Obiageli “Oby” Ezekwesili argues why a single‑issue constitutional amendment can no longer wait
Nigeria is approaching a dangerous precipice. The insecurity that now defines daily life across vast stretches of our country is not merely a law‑and‑order problem; it is evidence of a Nation-state whose foundational architecture is no longer fit for purpose. Terrorists, bandits, and armed criminal networks have entrenched themselves so deeply that they now exercise a form of rival governance, openly contesting the sovereignty of the Nigerian state.
In a recent public memo on state police, I challenged the increasingly fashionable belief that decentralizing policing alone would resolve this crisis.
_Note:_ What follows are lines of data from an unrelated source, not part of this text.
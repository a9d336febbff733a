/// Ramer-Douglas-Peucker simplification of a polyline given as `(x, value)`
/// pairs, ordered by `x`. Retains both endpoints; a point survives only if
/// its perpendicular distance to the chord spanning the current range
/// exceeds `epsilon`.
pub fn rdp(points: &[(f64, f64)], epsilon: f64, out: &mut Vec<(f64, f64)>) {
    out.clear();
    if points.is_empty() {
        return;
    }
    if points.len() < 3 {
        out.extend_from_slice(points);
        return;
    }

    let mut keep = vec![false; points.len()];
    keep[0] = true;
    keep[points.len() - 1] = true;
    rdp_range(points, 0, points.len() - 1, epsilon, &mut keep);

    out.extend(
        points
            .iter()
            .zip(keep.iter())
            .filter_map(|(p, &k)| k.then_some(*p)),
    );
}

fn rdp_range(points: &[(f64, f64)], first: usize, last: usize, epsilon: f64, keep: &mut [bool]) {
    if last <= first + 1 {
        return;
    }

    let (x0, y0) = points[first];
    let (x1, y1) = points[last];
    let dx = x1 - x0;
    let dy = y1 - y0;
    let chord_len = dx.hypot(dy);

    let mut farthest_index = first;
    let mut farthest_dist = 0.0_f64;

    for i in (first + 1)..last {
        let (x, y) = points[i];
        let dist = if chord_len < 1e-12 {
            (x - x0).hypot(y - y0)
        } else {
            ((dy * x - dx * y + x1 * y0 - y1 * x0).abs()) / chord_len
        };
        if dist > farthest_dist {
            farthest_dist = dist;
            farthest_index = i;
        }
    }

    if farthest_dist > epsilon {
        keep[farthest_index] = true;
        rdp_range(points, first, farthest_index, epsilon, keep);
        rdp_range(points, farthest_index, last, epsilon, keep);
    }
}

/// Piecewise-linear lookup of `sparse_path` (ordered `(x, value)` pairs) at
/// `x`, clamped to the range of the sparse samples at either end.
#[must_use]
pub fn interpolate(sparse_path: &[(f64, f64)], x: f64) -> f64 {
    assert!(!sparse_path.is_empty(), "interpolate requires at least one point");

    if sparse_path.len() == 1 {
        return sparse_path[0].1;
    }
    if x <= sparse_path[0].0 {
        return sparse_path[0].1;
    }
    if x >= sparse_path[sparse_path.len() - 1].0 {
        return sparse_path[sparse_path.len() - 1].1;
    }

    let idx = sparse_path.partition_point(|&(px, _)| px <= x);
    let (x0, y0) = sparse_path[idx - 1];
    let (x1, y1) = sparse_path[idx];
    let t = (x - x0) / (x1 - x0);
    y0 + t * (y1 - y0)
}

#[cfg(test)]
mod tests {
    use approx::assert_abs_diff_eq;

    use super::*;

    #[test]
    fn straight_line_collapses_to_endpoints() {
        let points: Vec<(f64, f64)> = (0..10).map(|i| (f64::from(i), f64::from(i) * 2.0)).collect();
        let mut out = Vec::new();
        rdp(&points, 1e-6, &mut out);
        assert_eq!(out, vec![(0.0, 0.0), (9.0, 18.0)]);
    }

    #[test]
    fn spike_is_retained_above_epsilon() {
        let points = vec![(0.0, 0.0), (1.0, 0.0), (2.0, 5.0), (3.0, 0.0), (4.0, 0.0)];
        let mut out = Vec::new();
        rdp(&points, 0.5, &mut out);
        assert_eq!(out, vec![(0.0, 0.0), (2.0, 5.0), (4.0, 0.0)]);
    }

    #[test]
    fn spike_is_dropped_below_threshold_when_epsilon_large() {
        let points = vec![(0.0, 0.0), (1.0, 0.0), (2.0, 0.01), (3.0, 0.0), (4.0, 0.0)];
        let mut out = Vec::new();
        rdp(&points, 1.0, &mut out);
        assert_eq!(out, vec![(0.0, 0.0), (4.0, 0.0)]);
    }

    #[test]
    fn endpoints_always_retained() {
        let points = vec![(0.0, 3.0), (1.0, 3.0), (2.0, 3.0)];
        let mut out = Vec::new();
        rdp(&points, 100.0, &mut out);
        assert_eq!(out.first(), points.first());
        assert_eq!(out.last(), points.last());
    }

    #[test]
    fn interpolate_midpoint() {
        let sparse = vec![(0.0, 0.0), (10.0, 100.0)];
        assert_abs_diff_eq!(interpolate(&sparse, 5.0), 50.0, epsilon = 1e-9);
    }

    #[test]
    fn interpolate_clamps_outside_range() {
        let sparse = vec![(0.0, 1.0), (10.0, 2.0)];
        assert_abs_diff_eq!(interpolate(&sparse, -5.0), 1.0, epsilon = 1e-9);
        assert_abs_diff_eq!(interpolate(&sparse, 15.0), 2.0, epsilon = 1e-9);
    }

    #[test]
    fn interpolate_single_point() {
        let sparse = vec![(3.0, 7.0)];
        assert_abs_diff_eq!(interpolate(&sparse, 100.0), 7.0, epsilon = 1e-9);
    }
}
State police is necessary, overdue, and ultimately unavoidable. But it is not sufficient. Our national dysfunction is structural, not episodic. No amount of administrative tinkering can repair a constitutional foundation that was defective from inception.
The 1999 Constitution – a document imposed on Nigerians without debate or consent – has trapped the country in a cycle of paralysis. It provides a pathway for amending itself, but none for replacing itself. Section 9 empowers the National Assembly to alter the Constitution, yet nowhere does it empower citizens to design a new one. For more than two decades, this contradiction has frozen Nigeria’s restructuring debate in place.